EverydayPakistan, a project run by a 21-year-old student to break stereotypes has more than 60,000 followers in less than a year
A clothing vendor in Karachi’s Old City selling all sorts of colorful prints. Pic: Bilal Hassan/Everyday Pakistan
A clothing vendor in Karachi’s Old City selling all sorts of colorful prints. Pic: Bilal Hassan/Everyday Pakistan

In the midst of all the hatred between India and Pakistan, have you ever felt like knowing what life in Pakistan is like? Wondered if the people walked carefree through the streets of Karachi as you did or if the children played and had fun the same way as your little brother or sister? Or if they celebrated festivals the same way as you did? If these thoughts have ever hit your curious self, go to Instagram and look up EverydayPakistan.

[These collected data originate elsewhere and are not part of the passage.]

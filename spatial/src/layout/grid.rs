use super::LayoutStrategy;
use spatial_core::Position;

const ROW_HALF_WIDTH: f32 = 2.0;

/// Row-banded layout: seats spread evenly across `[-2, 2]` on one to three
/// rows depending on the room size.
#[derive(Debug, Clone, Copy, Default)]
pub struct GridLayout;

impl GridLayout {
    pub fn new() -> Self {
        Self
    }
}

/// Evenly spaced x for seat `index` of a row holding `seats` participants.
fn row_x(index: usize, seats: usize) -> f32 {
    if seats > 1 {
        (index as f32 / (seats - 1) as f32) * (2.0 * ROW_HALF_WIDTH) - ROW_HALF_WIDTH
    } else {
        0.0
    }
}

impl LayoutStrategy for GridLayout {
    fn calculate_positions(&self, count: usize) -> Vec<Position> {
        (0..count)
            .map(|index| self.position_for_index(index, count))
            .collect()
    }

    fn position_for_index(&self, index: usize, total: usize) -> Position {
        let (x, y) = match total {
            0..=4 => (row_x(index, total), 0.0),
            5..=8 => {
                let per_row = total.div_ceil(2);
                let row = index / per_row;
                let seats = if row == 0 { per_row } else { total - per_row };
                let y = if row == 0 { 1.0 } else { -1.0 };
                (row_x(index % per_row, seats), y)
            }
            9..=12 => {
                let per_row = total.div_ceil(3);
                let row = index / per_row;
                let seats = match row {
                    0 => per_row.min(total),
                    1 => per_row.min(total.saturating_sub(per_row)),
                    _ => total.saturating_sub(2 * per_row),
                };
                let y = match row {
                    0 => 1.5,
                    1 => 0.0,
                    _ => -1.5,
                };
                (row_x(index % per_row, seats), y)
            }
            // Beyond twelve everyone shares a single row
            _ => (row_x(index, total), 0.0),
        };

        Position::new(x, y, 0.0)
    }
}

A crowdsourced project that is aimed to break stereotypes associated with terrorism and negativity and to show the lives of real people, EverydayPakistan is run by Anas Saleem, a 21-year-old Bachelors in Computer Science student, who also moonlights as a freelance photographer. Inspired by the popular Indian Instagram page EverydayMumbai, the majority of Anas's followers are from India. "The major inspiration came when I saw the @everydaymumbai Instagram page earlier this year. I then found a lot of everyday projects but there was not a single everyday project from Pakistan. So I thought of starting one," says Anas.

Play time: A Hazara boy plays football in the evening, on the dusty sand playgrounds at the outskirts of Mariabad, Quetta | Pic: Sajjad Batoor/Everyone Pakistan 

Anas says that most people believe there's only terrorism, poverty and under-developed rural areas in Pakistan, thanks to the country's portrayal in popular media sites. He wanted to break these stereotypes by documenting daily life in Pakistan and started clicking photographs and sourcing them from others, making sure he receives proper information about the story behind the photograph. The page was an overnight hit. People loved the story about an old woman who had to flee to India post-partition, the one about a school inside a temple and the young girl who fought patriarchy to play volleyball.

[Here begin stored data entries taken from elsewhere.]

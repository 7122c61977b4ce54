use audio_graph::AudioGraph;
use log::{error, info};
use mixer::{SpatialAudioHandler, SpatialAudioManager, SpatialCommand};
use settings_manager::EngineConfig;
use spatial_core::{Error, SpatialEvent};
use tokio::sync::mpsc;
use tokio::task::JoinHandle;

const COMMAND_CHANNEL_CAPACITY: usize = 32;

/// A running spatial audio session: a manager driven by a background
/// handler task, talked to over channels.
pub struct SpatialAudioEngine<G: AudioGraph + 'static> {
    command_tx: mpsc::Sender<SpatialCommand>,
    event_rx: mpsc::Receiver<SpatialEvent>,
    task: JoinHandle<Result<Option<G>, Error>>,
}

impl<G: AudioGraph + 'static> SpatialAudioEngine<G> {
    /// Build a manager from `config` and spawn its handler on the current
    /// tokio runtime.
    pub fn start(config: &EngineConfig, graph: G) -> Self {
        let manager = SpatialAudioManager::with_settings(graph, config.initial_settings(), config.layout);

        let (command_tx, command_rx) = mpsc::channel(COMMAND_CHANNEL_CAPACITY);
        let (event_tx, event_rx) = mpsc::channel(config.event_channel_capacity.max(1));
        let mut handler = SpatialAudioHandler::new(manager, command_rx, event_tx);

        let task = tokio::spawn(async move {
            handler.run().await?;
            Ok::<_, Error>(handler.take_graph())
        });

        info!("Spatial audio engine started");
        Self {
            command_tx,
            event_rx,
            task,
        }
    }

    /// Queue a command for the handler
    pub async fn send(&self, command: SpatialCommand) -> Result<(), Error> {
        self.command_tx
            .send(command)
            .await
            .map_err(|e| Error::InvalidState(format!("Spatial audio handler stopped: {}", e)))
    }

    /// Receive the next manager event
    pub async fn next_event(&mut self) -> Option<SpatialEvent> {
        self.event_rx.recv().await
    }

    /// Receive an already queued event without waiting
    pub fn try_next_event(&mut self) -> Option<SpatialEvent> {
        self.event_rx.try_recv().ok()
    }

    /// Shut the handler down and hand back the closed graph
    pub async fn shutdown(self) -> Result<G, Error> {
        if let Err(e) = self.command_tx.send(SpatialCommand::Shutdown).await {
            error!("Failed to send shutdown command: {}", e);
        }

        let graph = self
            .task
            .await
            .map_err(|e| Error::Other(anyhow::anyhow!("Spatial audio handler task failed: {}", e)))??;

        info!("Spatial audio engine stopped");
        graph.ok_or_else(|| Error::InvalidState("Spatial audio graph already taken".to_string()))
    }
}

Meet the founder: Anas Saleem is a 21-year-old student

What surprised Anas the most was his Indian fan base. "It was a new thing," he says, "I have never interacted with Indians before starting this project. But through Instagram, I have received hundreds of messages from India and every message is showing the love Indians have for Pakistan." Many told him how they wanted to visit Pakistan but the political conditions won't allow them to do so. He was also invited by many Indians to Delhi, Mumbai, Kolkata and a lot of other cities.

He also says that the page has impacted Indians the most. "Recently, After posting a video of Ganesh Chaturthi in Pakistan, I received a curious DM from an Indian girl. She wrote, 'I considered myself a well-informed person, but I never imagined this face of everyday life in Pakistan...You changed the whole idea of Pakistan what we learned through Books and Media,' she said. I even had a WhatsApp call with an 85 years old grandfather of an Instagram user in March. That was one of the happiest days because, with an Instagram project, I made someone happy across the border," Anas recalls.

Praying well : Devotees pays respect at a Mandir in Narayanpura| Pic: Hamna Iqbal Baig/Everyday Pakistan

These positive messages are in fact, more than enough to remove the sort of negativity that Anas sometimes receives through messages. "There are hate comments and DMs when I post about religious activity. But everyone has the right to share their views but I don’t indulge myself in religious hatred. I try to share the truth because I believe that I cannot change the perspectives by showing just the positive stories," he adds.